Outran his odds in the Lincoln when 6th and slightly better than the bare result. However this race perhaps has even more depth and he’s unlikely to have the requisite improvement to figure. Look out for him at Chester next month, a course where he has form figures of 1131 at distances of 7f+.
Not the most consistent but did won off a 2lb lower mark last season and won on seasonal reappearance over course and distance in a race that worked out well. That took his course and distance haul to two wins from two runs. He can lead but doesn’t have to so will probably look to sit prominently here. He’s capable of outrunning his odds given his course record but this is much hotter than anything he’s previously contested.
Given the profile of many of those at the head of the market it would be a big surprise if at least two or three of these aren’t still very well handicapped. You’ll probably need a runner that has at least 10lbs in hand of his mark to win this and that probably makes the shortlist consist of Troll Peninsula, Matthew Flinders and Nugget.
The Roger Varian trained Troll Peninsula is the one that could be anything, but the flip side of that is he could be badly handicapped. He’s probably perfectly drawn in stall 8 and this may well be the last time you get to back him off a mark of 88 but his sole turf run came on soft ground so he still has a little to prove.
Matthew Flinders will be suited by the return to better ground but a mile is probably the minimum trip for him and although he should get a nice pace to aim at, any rustiness on his first run of the season could find him out.

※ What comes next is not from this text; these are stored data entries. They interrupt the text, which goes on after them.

//! JSON file backends
//!
//! The persona lives in a single JSON document; checkpoints are one file each
//! under a directory, named by write time, feedback count and id so lexical
//! order matches recency and no write replaces an earlier one.

use crate::error::{LearnerError, Result};
use crate::learning::checkpoint::{Checkpoint, CheckpointStore};
use crate::storage::PersonaStore;
use crate::types::PersonaVector;
use async_trait::async_trait;
use std::path::{Path, PathBuf};
use tokio::fs;
use tracing::{debug, warn};

const CHECKPOINT_PREFIX: &str = "checkpoint-";
const CHECKPOINT_SUFFIX: &str = ".json";

/// Write through a sibling temp file so readers never see a partial document
async fn write_atomic(path: &Path, contents: &[u8]) -> Result<()> {
    if let Some(parent) = path.parent() {
        fs::create_dir_all(parent).await.map_err(|e| {
            LearnerError::Persistence(format!(
                "Failed to create directory {}: {}",
                parent.display(),
                e
            ))
        })?;
    }
    let tmp = path.with_extension("json.tmp");
    fs::write(&tmp, contents).await?;
    fs::rename(&tmp, path).await?;
    Ok(())
}

/// Persona stored as a JSON object of parameter name to value
#[derive(Debug, Clone)]
pub struct JsonFilePersonaStore {
    path: PathBuf,
}

impl JsonFilePersonaStore {
    pub fn new(path: impl Into<PathBuf>) -> Self {
        Self { path: path.into() }
    }

    pub fn path(&self) -> &Path {
        &self.path
    }
}

#[async_trait]
impl PersonaStore for JsonFilePersonaStore {
    async fn get_persona(&self) -> Result<PersonaVector> {
        match fs::read(&self.path).await {
            Ok(bytes) => Ok(serde_json::from_slice(&bytes)?),
            Err(e) if e.kind() == std::io::ErrorKind::NotFound => {
                debug!("No persona at {}, starting neutral", self.path.display());
                Ok(PersonaVector::neutral())
            }
            Err(e) => Err(e.into()),
        }
    }

    async fn update_persona(&self, persona: &PersonaVector) -> Result<()> {
        let json = serde_json::to_vec_pretty(persona)?;
        write_atomic(&self.path, &json).await
    }
}

/// One JSON file per checkpoint in a directory
#[derive(Debug, Clone)]
pub struct FileCheckpointStore {
    dir: PathBuf,
}

impl FileCheckpointStore {
    pub fn new(dir: impl Into<PathBuf>) -> Self {
        Self { dir: dir.into() }
    }

    pub fn dir(&self) -> &Path {
        &self.dir
    }

    fn file_name(checkpoint: &Checkpoint) -> String {
        let id: String = checkpoint.id.chars().take(8).collect();
        format!(
            "{}{}-{:010}-{}{}",
            CHECKPOINT_PREFIX,
            checkpoint.timestamp.format("%Y%m%dT%H%M%S%9fZ"),
            checkpoint.feedback_count,
            id,
            CHECKPOINT_SUFFIX
        )
    }

    fn path_for(&self, checkpoint: &Checkpoint) -> PathBuf {
        self.dir.join(Self::file_name(checkpoint))
    }

    async fn load_all(&self) -> Result<Vec<Checkpoint>> {
        Ok(self
            .load_entries()
            .await?
            .into_iter()
            .map(|(_, checkpoint)| checkpoint)
            .collect())
    }

    /// Load every checkpoint file with its path, oldest first; unreadable
    /// files are skipped with a warning
    async fn load_entries(&self) -> Result<Vec<(PathBuf, Checkpoint)>> {
        let mut entries = match fs::read_dir(&self.dir).await {
            Ok(entries) => entries,
            Err(e) if e.kind() == std::io::ErrorKind::NotFound => return Ok(Vec::new()),
            Err(e) => return Err(e.into()),
        };

        let mut loaded = Vec::new();
        while let Some(entry) = entries.next_entry().await? {
            let name = entry.file_name();
            let name = name.to_string_lossy();
            if !name.starts_with(CHECKPOINT_PREFIX) || !name.ends_with(CHECKPOINT_SUFFIX) {
                continue;
            }

            let bytes = fs::read(entry.path()).await?;
            match serde_json::from_slice::<Checkpoint>(&bytes) {
                Ok(checkpoint) => loaded.push((entry.path(), checkpoint)),
                Err(e) => warn!("Skipping unreadable checkpoint {}: {}", name, e),
            }
        }

        loaded.sort_by(|(_, a), (_, b)| a.recency_cmp(b));
        Ok(loaded)
    }
}

#[async_trait]
impl CheckpointStore for FileCheckpointStore {
    async fn put(&self, checkpoint: &Checkpoint) -> Result<()> {
        let json = serde_json::to_vec_pretty(checkpoint)?;
        let path = self.path_for(checkpoint);
        write_atomic(&path, &json).await?;
        debug!("Wrote checkpoint {}", path.display());
        Ok(())
    }

    async fn latest(&self) -> Result<Option<Checkpoint>> {
        Ok(self.load_all().await?.pop())
    }

    async fn list(&self) -> Result<Vec<Checkpoint>> {
        self.load_all().await
    }

    async fn prune(&self, keep: usize) -> Result<usize> {
        let all = self.load_entries().await?;
        let excess = all.len().saturating_sub(keep);
        for (path, _) in &all[..excess] {
            fs::remove_file(path).await?;
        }
        Ok(excess)
    }
}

NUGGET seems to be the solid each way in the field. He beat a good field on Doncaster’s straight mile last June before probably not staying 10f on his next start. He then finished a narrow 2nd at Windsor off a 5lb lower mark in a race where the 3rd won two of his next three. He had several future winners in behind when winning at Newmarket and there was absolutely nothing wrong with his Nottingham reappearance where he was squeezed out with half a furlong to go when challenging two horses that would be amongst the favourites for this contest. If stall 2 isn’t a hinderance he should at least finish in the places in what looks a really hot contest that should throw up future winners.